* DESCRIPTION OF THE TASK
Write out all the data again, exactly as shown.

[Items from a data source]
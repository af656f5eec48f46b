//! # 通知ハンドラ
//!
//! 認証済みプリンシパル自身の通知を扱う API を提供する。
//!
//! ## エンドポイント
//!
//! - `GET /api/notifications` - 自分の通知一覧（新しい順）
//! - `POST /api/notifications/{notification_id}/read` - 既読化

use std::sync::Arc;

use axum::{
    Extension,
    Json,
    extract::{Path, State},
    http::StatusCode,
    response::IntoResponse,
};
use chrono::{DateTime, Utc};
use crewhub_domain::{clock::Clock, notification::{Notification, NotificationId}};
use crewhub_infra::repository::NotificationRepository;
use crewhub_shared::{ApiResponse, ErrorResponse};
use serde::Serialize;
use uuid::Uuid;

use crate::middleware::CurrentUser;

/// 通知 API の共有状態
pub struct NotificationState {
    pub notification_repository: Arc<dyn NotificationRepository>,
    pub clock: Arc<dyn Clock>,
}

/// 通知 DTO
#[derive(Debug, Serialize)]
pub struct NotificationDto {
    pub id:         Uuid,
    pub message:    String,
    pub read_at:    Option<DateTime<Utc>>,
    pub created_at: DateTime<Utc>,
}

impl From<&Notification> for NotificationDto {
    fn from(notification: &Notification) -> Self {
        Self {
            id:         *notification.id().as_uuid(),
            message:    notification.message().to_string(),
            read_at:    notification.read_at(),
            created_at: notification.created_at(),
        }
    }
}

/// GET /api/notifications
///
/// プリンシパル自身の通知一覧を新しい順で取得する。
///
/// ## レスポンス
///
/// - `200 OK`: 通知一覧
#[tracing::instrument(skip_all)]
pub async fn get_notifications(
    State(state): State<Arc<NotificationState>>,
    Extension(current_user): Extension<CurrentUser>,
) -> impl IntoResponse {
    match state
        .notification_repository
        .find_all_for_user(&current_user.user_id)
        .await
    {
        Ok(notifications) => {
            let items: Vec<NotificationDto> =
                notifications.iter().map(NotificationDto::from).collect();
            (StatusCode::OK, Json(ApiResponse::success(items))).into_response()
        }
        Err(e) => {
            tracing::error!("通知一覧取得で内部エラー: {}", e);
            (
                StatusCode::INTERNAL_SERVER_ERROR,
                Json(ErrorResponse::new("内部エラーが発生しました")),
            )
                .into_response()
        }
    }
}

/// POST /api/notifications/{notification_id}/read
///
/// プリンシパル自身の通知を既読にし、更新後の通知を返す。
/// 既読済みの通知に対しては何もしない（冪等）。
///
/// ## レスポンス
///
/// - `200 OK`: 更新後の通知
/// - `404 Not Found`: 通知が存在しない、または他ユーザーの所有
#[tracing::instrument(skip_all, fields(%notification_id))]
pub async fn read_notification(
    State(state): State<Arc<NotificationState>>,
    Extension(current_user): Extension<CurrentUser>,
    Path(notification_id): Path<Uuid>,
) -> impl IntoResponse {
    let notification_id = NotificationId::from_uuid(notification_id);

    // 所有者スコープで取得。他ユーザーの通知は存在しないものとして扱う
    let notification = match state
        .notification_repository
        .find_for_user(&current_user.user_id, &notification_id)
        .await
    {
        Ok(Some(notification)) => notification,
        Ok(None) => {
            return (
                StatusCode::NOT_FOUND,
                Json(ErrorResponse::new("通知が見つかりません")),
            )
                .into_response();
        }
        Err(e) => {
            tracing::error!("通知取得で内部エラー: {}", e);
            return (
                StatusCode::INTERNAL_SERVER_ERROR,
                Json(ErrorResponse::new("内部エラーが発生しました")),
            )
                .into_response();
        }
    };

    let updated = notification.mark_as_read(state.clock.now());

    if let Err(e) = state.notification_repository.update(&updated).await {
        tracing::error!("通知更新で内部エラー: {}", e);
        return (
            StatusCode::INTERNAL_SERVER_ERROR,
            Json(ErrorResponse::new("内部エラーが発生しました")),
        )
            .into_response();
    }

    let response = ApiResponse::success(NotificationDto::from(&updated));
    (StatusCode::OK, Json(response)).into_response()
}
//! # API エラー定義
//!
//! API サービス固有のエラーと、HTTP レスポンスへの変換を定義する。
//!
//! ## エラーの種類と HTTP ステータスの対応
//!
//! | エラー種別 | HTTP ステータス |
//! |-----------|----------------|
//! | `Validation` | 400 Bad Request |
//! | `Unauthorized` | 401 Unauthorized |
//! | `Forbidden` | 403 Forbidden |
//! | `NotFound` | 404 Not Found |
//! | `Conflict` | 409 Conflict |
//! | `Database` / `Internal` | 500 Internal Server Error |
//!
//! すべてのレスポンス分岐が明示的なステータスコードを持つ。
//! 500 系は詳細をログに出力し、クライアントには固定メッセージのみ返す。

use axum::{
   Json,
   http::StatusCode,
   response::{IntoResponse, Response},
};
use crewhub_domain::DomainError;
use crewhub_shared::ErrorResponse;
use thiserror::Error;

/// API サービスで発生するエラー
#[derive(Debug, Error)]
pub enum ApiError {
   /// 不正なリクエスト（入力値の検証失敗）
   #[error("バリデーションエラー: {0}")]
   Validation(String),

   /// 認証エラー（プリンシパルを特定できない）
   #[error("認証エラー: {0}")]
   Unauthorized(String),

   /// 権限不足（プリンシパルは特定できたが、ケーパビリティがない）
   #[error("権限がありません: {0}")]
   Forbidden(String),

   /// リソースが見つからない
   #[error("リソースが見つかりません: {0}")]
   NotFound(String),

   /// 競合（一意制約との衝突）
   #[error("競合が発生しました: {0}")]
   Conflict(String),

   /// データベースエラー
   #[error("データベースエラー: {0}")]
   Database(#[from] crewhub_infra::InfraError),

   /// 内部エラー
   #[error("内部エラー: {0}")]
   Internal(String),
}

impl From<DomainError> for ApiError {
   fn from(e: DomainError) -> Self {
      match e {
         DomainError::Validation(msg) => ApiError::Validation(msg),
         e @ DomainError::NotFound { .. } => ApiError::NotFound(e.to_string()),
         DomainError::Conflict(msg) => ApiError::Conflict(msg),
      }
   }
}

impl IntoResponse for ApiError {
   fn into_response(self) -> Response {
      let (status, message) = match &self {
         ApiError::Validation(msg) => (StatusCode::BAD_REQUEST, msg.clone()),
         ApiError::Unauthorized(msg) => (StatusCode::UNAUTHORIZED, msg.clone()),
         ApiError::Forbidden(msg) => (StatusCode::FORBIDDEN, msg.clone()),
         ApiError::NotFound(msg) => (StatusCode::NOT_FOUND, msg.clone()),
         ApiError::Conflict(msg) => (StatusCode::CONFLICT, msg.clone()),
         ApiError::Database(e) => {
            tracing::error!("データベースエラー: {}", e);
            (
               StatusCode::INTERNAL_SERVER_ERROR,
               "内部エラーが発生しました".to_string(),
            )
         }
         ApiError::Internal(msg) => {
            tracing::error!("内部エラー: {}", msg);
            (
               StatusCode::INTERNAL_SERVER_ERROR,
               "内部エラーが発生しました".to_string(),
            )
         }
      };

      (status, Json(ErrorResponse::new(message))).into_response()
   }
}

* ANSWER
repository af656f5eec48f46b
//! # 通知ハンドラ
//!
//! 認証済みプリンシパル自身の通知を扱う API を提供する。
//!
//! ## エンドポイント
//!
//! - `GET /api/notifications` - 自分の通知一覧（新しい順）
//! - `POST /api/notifications/{notification_id}/read` - 既読化

use std::sync::Arc;

use axum::{
    Extension,
    Json,
    extract::{Path, State},
    http::StatusCode,
    response::IntoResponse,
};
use chrono::{DateTime, Utc};
use crewhub_domain::{clock::Clock, notification::{Notification, NotificationId}};
use crewhub_infra::repository::NotificationRepository;
use crewhub_shared::{ApiResponse, ErrorResponse};
use serde::Serialize;
use uuid::Uuid;

use crate::middleware::CurrentUser;

/// 通知 API の共有状態
pub struct NotificationState {
    pub notification_repository: Arc<dyn NotificationRepository>,
    pub clock: Arc<dyn Clock>,
}

/// 通知 DTO
#[derive(Debug, Serialize)]
pub struct NotificationDto {
    pub id:         Uuid,
    pub message:    String,
    pub read_at:    Option<DateTime<Utc>>,
    pub created_at: DateTime<Utc>,
}

impl From<&Notification> for NotificationDto {
    fn from(notification: &Notification) -> Self {
        Self {
            id:         *notification.id().as_uuid(),
            message:    notification.message().to_string(),
            read_at:    notification.read_at(),
            created_at: notification.created_at(),
        }
    }
}

/// GET /api/notifications
///
/// プリンシパル自身の通知一覧を新しい順で取得する。
///
/// ## レスポンス
///
/// - `200 OK`: 通知一覧
#[tracing::instrument(skip_all)]
pub async fn get_notifications(
    State(state): State<Arc<NotificationState>>,
    Extension(current_user): Extension<CurrentUser>,
) -> impl IntoResponse {
    match state
        .notification_repository
        .find_all_for_user(&current_user.user_id)
        .await
    {
        Ok(notifications) => {
            let items: Vec<NotificationDto> =
                notifications.iter().map(NotificationDto::from).collect();
            (StatusCode::OK, Json(ApiResponse::success(items))).into_response()
        }
        Err(e) => {
            tracing::error!("通知一覧取得で内部エラー: {}", e);
            (
                StatusCode::INTERNAL_SERVER_ERROR,
                Json(ErrorResponse::new("内部エラーが発生しました")),
            )
                .into_response()
        }
    }
}

/// POST /api/notifications/{notification_id}/read
///
/// プリンシパル自身の通知を既読にし、更新後の通知を返す。
/// 既読済みの通知に対しては何もしない（冪等）。
///
/// ## レスポンス
///
/// - `200 OK`: 更新後の通知
/// - `404 Not Found`: 通知が存在しない、または他ユーザーの所有
#[tracing::instrument(skip_all, fields(%notification_id))]
pub async fn read_notification(
    State(state): State<Arc<NotificationState>>,
    Extension(current_user): Extension<CurrentUser>,
    Path(notification_id): Path<Uuid>,
) -> impl IntoResponse {
    let notification_id = NotificationId::from_uuid(notification_id);

    // 所有者スコープで取得。他ユーザーの通知は存在しないものとして扱う
    let notification = match state
        .notification_repository
        .find_for_user(&current_user.user_id, &notification_id)
        .await
    {
        Ok(Some(notification)) => notification,
        Ok(None) => {
            return (
                StatusCode::NOT_FOUND,
                Json(ErrorResponse::new("通知が見つかりません")),
            )
                .into_response();
        }
        Err(e) => {
            tracing::error!("通知取得で内部エラー: {}", e);
            return (
                StatusCode::INTERNAL_SERVER_ERROR,
                Json(ErrorResponse::new("内部エラーが発生しました")),
            )
                .into_response();
        }
    };

    let updated = notification.mark_as_read(state.clock.now());

    if let Err(e) = state.notification_repository.update(&updated).await {
        tracing::error!("通知更新で内部エラー: {}", e);
        return (
            StatusCode::INTERNAL_SERVER_ERROR,
            Json(ErrorResponse::new("内部エラーが発生しました")),
        )
            .into_response();
    }

    let response = ApiResponse::success(NotificationDto::from(&updated));
    (StatusCode::OK, Json(response)).into_response()
}
//! # API エラー定義
//!
//! API サービス固有のエラーと、HTTP レスポンスへの変換を定義する。
//!
//! ## エラーの種類と HTTP ステータスの対応
//!
//! | エラー種別 | HTTP ステータス |
//! |-----------|----------------|
//! | `Validation` | 400 Bad Request |
//! | `Unauthorized` | 401 Unauthorized |
//! | `Forbidden` | 403 Forbidden |
//! | `NotFound` | 404 Not Found |
//! | `Conflict` | 409 Conflict |
//! | `Database` / `Internal` | 500 Internal Server Error |
//!
//! すべてのレスポンス分岐が明示的なステータスコードを持つ。
//! 500 系は詳細をログに出力し、クライアントには固定メッセージのみ返す。

use axum::{
   Json,
   http::StatusCode,
   response::{IntoResponse, Response},
};
use crewhub_domain::DomainError;
use crewhub_shared::ErrorResponse;
use thiserror::Error;

/// API サービスで発生するエラー
#[derive(Debug, Error)]
pub enum ApiError {
   /// 不正なリクエスト（入力値の検証失敗）
   #[error("バリデーションエラー: {0}")]
   Validation(String),

   /// 認証エラー（プリンシパルを特定できない）
   #[error("認証エラー: {0}")]
   Unauthorized(String),

   /// 権限不足（プリンシパルは特定できたが、ケーパビリティがない）
   #[error("権限がありません: {0}")]
   Forbidden(String),

   /// リソースが見つからない
   #[error("リソースが見つかりません: {0}")]
   NotFound(String),

   /// 競合（一意制約との衝突）
   #[error("競合が発生しました: {0}")]
   Conflict(String),

   /// データベースエラー
   #[error("データベースエラー: {0}")]
   Database(#[from] crewhub_infra::InfraError),

   /// 内部エラー
   #[error("内部エラー: {0}")]
   Internal(String),
}

impl From<DomainError> for ApiError {
   fn from(e: DomainError) -> Self {
      match e {
         DomainError::Validation(msg) => ApiError::Validation(msg),
         e @ DomainError::NotFound { .. } => ApiError::NotFound(e.to_string()),
         DomainError::Conflict(msg) => ApiError::Conflict(msg),
      }
   }
}

impl IntoResponse for ApiError {
   fn into_response(self) -> Response {
      let (status, message) = match &self {
         ApiError::Validation(msg) => (StatusCode::BAD_REQUEST, msg.clone()),
         ApiError::Unauthorized(msg) => (StatusCode::UNAUTHORIZED, msg.clone()),
         ApiError::Forbidden(msg) => (StatusCode::FORBIDDEN, msg.clone()),
         ApiError::NotFound(msg) => (StatusCode::NOT_FOUND, msg.clone()),
         ApiError::Conflict(msg) => (StatusCode::CONFLICT, msg.clone()),
         ApiError::Database(e) => {
            tracing::error!("データベースエラー: {}", e);
            (
               StatusCode::INTERNAL_SERVER_ERROR,
               "内部エラーが発生しました".to_string(),
            )
         }
         ApiError::Internal(msg) => {
            tracing::error!("内部エラー: {}", msg);
            (
               StatusCode::INTERNAL_SERVER_ERROR,
               "内部エラーが発生しました".to_string(),
            )
         }
      };

      (status, Json(ErrorResponse::new(message))).into_response()
   }
}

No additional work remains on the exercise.